Over six and a half years ago, I began my tenure here as your pastor by telling a story related by the late Christian author Phyllis Tickle, who recounted how she encountered a conference center employee at an event where she had just delivered a lecture, and the employee approached her with a question about the virgin birth. But the question he posed to her was not one of incredulity, or of “how can you possibly believe such fairy tales?” No, the question she said he posed to her was, “It’s so beautiful, it just has to be true, right? Whether it happened this way or not.”

Goodness, that is a word. I was twenty-five years old when I shared that story with you, and truth is still revealing itself to me—and I hope it continues to reveal itself, in all its beauty and splendor, even after this day is done and we have parted ways.

The nature of truth is something we all eventually have to reckon with. We can put it off, procrastinate, or hide our eyes, but truth still stands before us, demanding to be seen and heard.

And whatever denial or bargaining or other stages of grieving you and I have been experiencing over the past three months, the moment of truth has finally arrived where we do in fact have to say goodbye to each other, after six-plus years that have been so beautiful that I know them to be true.

But not without one last message, one final lesson, drawn from the same passage I preached my first sermon on as your pastor: the commissioning of Joseph as Zaphenath-Paneah by Pharaoh in preparation for the seven years of plenty followed by seven years of famine as Joseph had interpreted from Pharaoh’s dreams.

This passage follows up on that interpretation by Joseph, and commissioning of him by Pharaoh, when Joseph was only thirty years old. He was about my age--I still have a hard time believing that! Today's passage describe Joseph’s life afterwards. Joseph takes charge of the agriculture during the seven years of plenty, but he also makes a home for himself with his wife, Asenath, and their children, Manasseh and Ephraim.

The names of Joseph’s children mean “God has helped me to forget all of my troubles and everyone in my father’s house,” and “God has given me children in the land where I have been treated harshly,” respectively, harkening back to Joseph’s earlier days of being kidnapped by his brothers and sold into slavery in Egypt. And Joseph’s own name from Pharaoh, Zaphenath-Panaeah, is from which we get the sermon title: the God speaks, and He lives.

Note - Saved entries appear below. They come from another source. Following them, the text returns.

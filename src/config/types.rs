use std::path::PathBuf;
use std::time::Duration;

use serde::{Deserialize, Serialize};

use crate::ui::carousel::{default_breakpoints, Breakpoint, Breakpoints, CarouselTiming};
use crate::ui::reveal::{RevealMotion, DEFAULT_THRESHOLD};

/// Environment variable that overrides `[admin] password`.
pub const ADMIN_PASSWORD_ENV: &str = "BUILDCHEM_ADMIN_PASSWORD";

/// Root configuration container.
#[derive(Debug, Clone, Default, Serialize, Deserialize)]
#[serde(default)]
pub struct Config {
    pub server: ServerConfig,
    pub storage: StorageConfig,
    pub admin: AdminConfig,
    pub carousel: CarouselConfig,
    pub testimonials: TestimonialsConfig,
    pub reveal: RevealConfig,
    pub preview: PreviewConfig,
}

#[derive(Debug, Clone, Serialize, Deserialize)]
pub struct ServerConfig {
    /// Bind address for the HTTP server (host:port).
    #[serde(default = "default_bind_addr")]
    pub bind_addr: String,
}

/// Where content and uploaded media live.
#[derive(Debug, Clone, Serialize, Deserialize)]
pub struct StorageConfig {
    /// JSON snapshot of the content store. In-memory only when unset.
    #[serde(default)]
    pub data_file: Option<PathBuf>,
    #[serde(default = "default_media_dir")]
    pub media_dir: PathBuf,
    /// URL prefix under which `media_dir` is served.
    #[serde(default = "default_media_url_prefix")]
    pub media_url_prefix: String,
}

#[derive(Debug, Clone, Default, Serialize, Deserialize)]
pub struct AdminConfig {
    /// Admin endpoints are disabled when no password is configured.
    #[serde(default)]
    pub password: Option<String>,
}

#[derive(Debug, Clone, Serialize, Deserialize)]
pub struct CarouselConfig {
    #[serde(default = "default_carousel_interval_ms")]
    pub interval_ms: u64,
    #[serde(default = "default_resume_delay_ms")]
    pub resume_delay_ms: u64,
    #[serde(default = "default_breakpoints")]
    pub breakpoints: Vec<Breakpoint>,
}

#[derive(Debug, Clone, Serialize, Deserialize)]
pub struct TestimonialsConfig {
    #[serde(default = "default_testimonials_interval_ms")]
    pub interval_ms: u64,
}

#[derive(Debug, Clone, Serialize, Deserialize)]
pub struct RevealConfig {
    /// Visible fraction at which a block starts revealing.
    #[serde(default = "default_threshold")]
    pub threshold: f32,
    #[serde(default = "default_transition_ms")]
    pub transition_ms: u64,
    /// Initial translate distance in px.
    #[serde(default = "default_offset")]
    pub offset: f32,
    #[serde(default = "default_scale")]
    pub scale: f32,
}

/// Terminal preview settings.
#[derive(Debug, Clone, Serialize, Deserialize)]
pub struct PreviewConfig {
    /// Pixels per terminal column when mapping widths onto breakpoints.
    #[serde(default = "default_column_width_px")]
    pub column_width_px: u32,
    #[serde(default = "default_tick_ms")]
    pub tick_ms: u64,
}

fn default_bind_addr() -> String {
    "127.0.0.1:3000".to_string()
}

fn default_media_dir() -> PathBuf {
    PathBuf::from("media")
}

fn default_media_url_prefix() -> String {
    "/media".to_string()
}

fn default_carousel_interval_ms() -> u64 {
    4000
}

fn default_resume_delay_ms() -> u64 {
    5000
}

fn default_testimonials_interval_ms() -> u64 {
    5000
}

fn default_threshold() -> f32 {
    DEFAULT_THRESHOLD
}

fn default_transition_ms() -> u64 {
    700
}

fn default_offset() -> f32 {
    30.0
}

fn default_scale() -> f32 {
    0.92
}

fn default_column_width_px() -> u32 {
    10
}

fn default_tick_ms() -> u64 {
    100
}

impl Default for ServerConfig {
    fn default() -> Self {
        Self {
            bind_addr: default_bind_addr(),
        }
    }
}

impl Default for StorageConfig {
    fn default() -> Self {
        Self {
            data_file: None,
            media_dir: default_media_dir(),
            media_url_prefix: default_media_url_prefix(),
        }
    }
}

impl Default for CarouselConfig {
    fn default() -> Self {
        Self {
            interval_ms: default_carousel_interval_ms(),
            resume_delay_ms: default_resume_delay_ms(),
            breakpoints: default_breakpoints(),
        }
    }
}

impl Default for TestimonialsConfig {
    fn default() -> Self {
        Self {
            interval_ms: default_testimonials_interval_ms(),
        }
    }
}

impl Default for RevealConfig {
    fn default() -> Self {
        Self {
            threshold: default_threshold(),
            transition_ms: default_transition_ms(),
            offset: default_offset(),
            scale: default_scale(),
        }
    }
}

impl Default for PreviewConfig {
    fn default() -> Self {
        Self {
            column_width_px: default_column_width_px(),
            tick_ms: default_tick_ms(),
        }
    }
}

impl AdminConfig {
    /// Password from the environment, falling back to the file value.
    /// Empty strings count as unset.
    pub fn effective_password(&self) -> Option<String> {
        std::env::var(ADMIN_PASSWORD_ENV)
            .ok()
            .filter(|p| !p.is_empty())
            .or_else(|| self.password.clone().filter(|p| !p.is_empty()))
    }
}

impl CarouselConfig {
    pub fn timing(&self) -> CarouselTiming {
        CarouselTiming {
            interval: Duration::from_millis(self.interval_ms),
            resume_delay: Duration::from_millis(self.resume_delay_ms),
        }
    }

    pub fn breakpoint_table(&self) -> Breakpoints {
        Breakpoints::new(self.breakpoints.clone())
    }
}

impl TestimonialsConfig {
    /// Testimonials show one at a time, so resuming after manual
    /// navigation waits a single interval.
    pub fn timing(&self) -> CarouselTiming {
        let interval = Duration::from_millis(self.interval_ms);
        CarouselTiming {
            interval,
            resume_delay: interval,
        }
    }
}

impl RevealConfig {
    pub fn motion(&self) -> RevealMotion {
        RevealMotion {
            offset: self.offset,
            scale: self.scale,
            duration: Duration::from_millis(self.transition_ms),
        }
    }
}

impl PreviewConfig {
    pub fn tick_rate(&self) -> Duration {
        Duration::from_millis(self.tick_ms.max(1))
    }
}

The implication from Pharaoh is that God speaks through Joseph’s divinations and lives in the dreams of Pharaoh. But for Joseph, God is involved in so much more. God lives in Joseph with his children, and the hope they represent for him. They are a future, not a past that Joseph would just as soon leave behind, if not for the fact that his brothers re-enter the story soon after. Joseph embraces his present and his future, even knowing that the seven years of famine lies ahead.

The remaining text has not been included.